━━ DATASET ENTRIES

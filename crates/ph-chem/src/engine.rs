//! Calculation facade bound to one constants table.

use crate::buffer::{self, BufferOutcome, BufferReading, BufferSystem};
use crate::ph::ph_from_h_concentration;
use crate::species::Species;
use crate::titration::{self, Polarity, Titrant, TitrationSetup};
use ph_core::{ChemConstants, PhResult, Volume};

/// Acid–base calculator.
///
/// Holds the constants every formula reads, so callers never reach for
/// ambient globals. `PhEngine` is a plain value: cheap to copy and safe to
/// share between threads.
#[derive(Debug, Clone, Copy, PartialEq, Default)]
pub struct PhEngine {
    constants: ChemConstants,
}

impl PhEngine {
    pub fn new(constants: ChemConstants) -> PhResult<Self> {
        constants.validate()?;
        Ok(Self { constants })
    }

    /// Engine over the standard constants table.
    pub fn standard() -> Self {
        Self::default()
    }

    pub fn constants(&self) -> &ChemConstants {
        &self.constants
    }

    pub fn titration_setup(&self) -> TitrationSetup {
        TitrationSetup::from_constants(&self.constants)
    }

    /// [H+] of `species` at `conc`, or `None` for a neutral salt.
    pub fn species_h_concentration(&self, species: Species, conc: f64) -> PhResult<Option<f64>> {
        species
            .kind(&self.constants)
            .h_concentration(self.constants.kw, conc)
    }

    pub fn species_ph(&self, species: Species, conc: f64) -> PhResult<f64> {
        match self.species_h_concentration(species, conc)? {
            Some(h) => ph_from_h_concentration(h),
            None => Ok(self.ph_nacl()),
        }
    }

    fn h_of(&self, species: Species, conc: f64) -> PhResult<f64> {
        let h = self.species_h_concentration(species, conc)?;
        // only NaCl lacks a formula, and it has no h_conc_* accessor
        Ok(h.unwrap_or(self.constants.water_h))
    }

    pub fn h_conc_hcl(&self, conc: f64) -> PhResult<f64> {
        self.h_of(Species::HCl, conc)
    }

    pub fn h_conc_hno3(&self, conc: f64) -> PhResult<f64> {
        self.h_of(Species::HNO3, conc)
    }

    pub fn h_conc_hc2h3o2(&self, conc: f64) -> PhResult<f64> {
        self.h_of(Species::HC2H3O2, conc)
    }

    pub fn h_conc_h2co3(&self, conc: f64) -> PhResult<f64> {
        self.h_of(Species::H2CO3, conc)
    }

    pub fn h_conc_naoh(&self, conc: f64) -> PhResult<f64> {
        self.h_of(Species::NaOH, conc)
    }

    pub fn h_conc_caoh2(&self, conc: f64) -> PhResult<f64> {
        self.h_of(Species::CaOH2, conc)
    }

    pub fn h_conc_baoh2(&self, conc: f64) -> PhResult<f64> {
        self.h_of(Species::BaOH2, conc)
    }

    pub fn h_conc_nh4oh(&self, conc: f64) -> PhResult<f64> {
        self.h_of(Species::NH4OH, conc)
    }

    pub fn h_conc_nh4cl(&self, conc: f64) -> PhResult<f64> {
        self.h_of(Species::NH4Cl, conc)
    }

    pub fn h_conc_nac2h3o2(&self, conc: f64) -> PhResult<f64> {
        self.h_of(Species::NaC2H3O2, conc)
    }

    pub fn h_conc_nahco3(&self, conc: f64) -> PhResult<f64> {
        self.h_of(Species::NaHCO3, conc)
    }

    pub fn h_conc_na2co3(&self, conc: f64) -> PhResult<f64> {
        self.h_of(Species::Na2CO3, conc)
    }

    pub fn h_conc_nahso4(&self, conc: f64) -> PhResult<f64> {
        self.h_of(Species::NaHSO4, conc)
    }

    pub fn ph_nacl(&self) -> f64 {
        self.constants.neutral_ph
    }

    pub fn h_conc_titration_general(
        &self,
        drop_molarity: f64,
        drops: u32,
        initial_volume: Volume,
        polarity: Polarity,
    ) -> PhResult<f64> {
        titration::h_conc_titration_general(
            &self.constants,
            drop_molarity,
            drops,
            initial_volume,
            polarity,
        )
    }

    /// Water at the reference volume titrated with HCl.
    pub fn h_conc_titration_hcl(&self, drop_molarity: f64, drops: u32) -> PhResult<f64> {
        self.h_conc_titration_general(
            drop_molarity,
            drops,
            self.constants.reference_volume(),
            Polarity::Acid,
        )
    }

    /// Water at the reference volume titrated with NaOH.
    pub fn h_conc_titration_naoh(&self, drop_molarity: f64, drops: u32) -> PhResult<f64> {
        self.h_conc_titration_general(
            drop_molarity,
            drops,
            self.constants.reference_volume(),
            Polarity::Base,
        )
    }

    #[allow(clippy::too_many_arguments)]
    pub fn buffer_ph(
        &self,
        acid_conc: f64,
        base_conc: f64,
        pka: f64,
        titrant_molarity: f64,
        drops: u32,
        initial_volume: Volume,
        polarity: Polarity,
    ) -> PhResult<BufferOutcome> {
        let system = BufferSystem::new(acid_conc, base_conc, pka)?;
        let setup = self.titration_setup().with_initial_volume(initial_volume);
        let titrant = Titrant {
            molarity: titrant_molarity,
            polarity,
        };
        buffer::buffer_ph(&system, &setup, titrant, drops)
    }

    #[allow(clippy::too_many_arguments)]
    pub fn buffer_overflow_ph(
        &self,
        acid_conc: f64,
        base_conc: f64,
        pka: f64,
        titrant_molarity: f64,
        drops: u32,
        initial_volume: Volume,
        polarity: Polarity,
    ) -> PhResult<f64> {
        let system = BufferSystem::new(acid_conc, base_conc, pka)?;
        let setup = self.titration_setup().with_initial_volume(initial_volume);
        let titrant = Titrant {
            molarity: titrant_molarity,
            polarity,
        };
        buffer::buffer_overflow_ph(&self.constants, &system, &setup, titrant, drops)
    }

    /// Buffer pH at the reference volume, taking the overflow branch when needed.
    pub fn buffer_reading(
        &self,
        system: &BufferSystem,
        titrant: Titrant,
        drops: u32,
    ) -> PhResult<BufferReading> {
        buffer::buffer_reading(
            &self.constants,
            system,
            &self.titration_setup(),
            titrant,
            drops,
        )
    }
}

━━━━

## THE TASK
Filter the records above and return every line that holds the word "BufferReading".

## SOLUTION TO THE PROBLEM
use crate::buffer::{self, BufferOutcome, BufferReading, BufferSystem};
    ) -> PhResult<BufferReading> {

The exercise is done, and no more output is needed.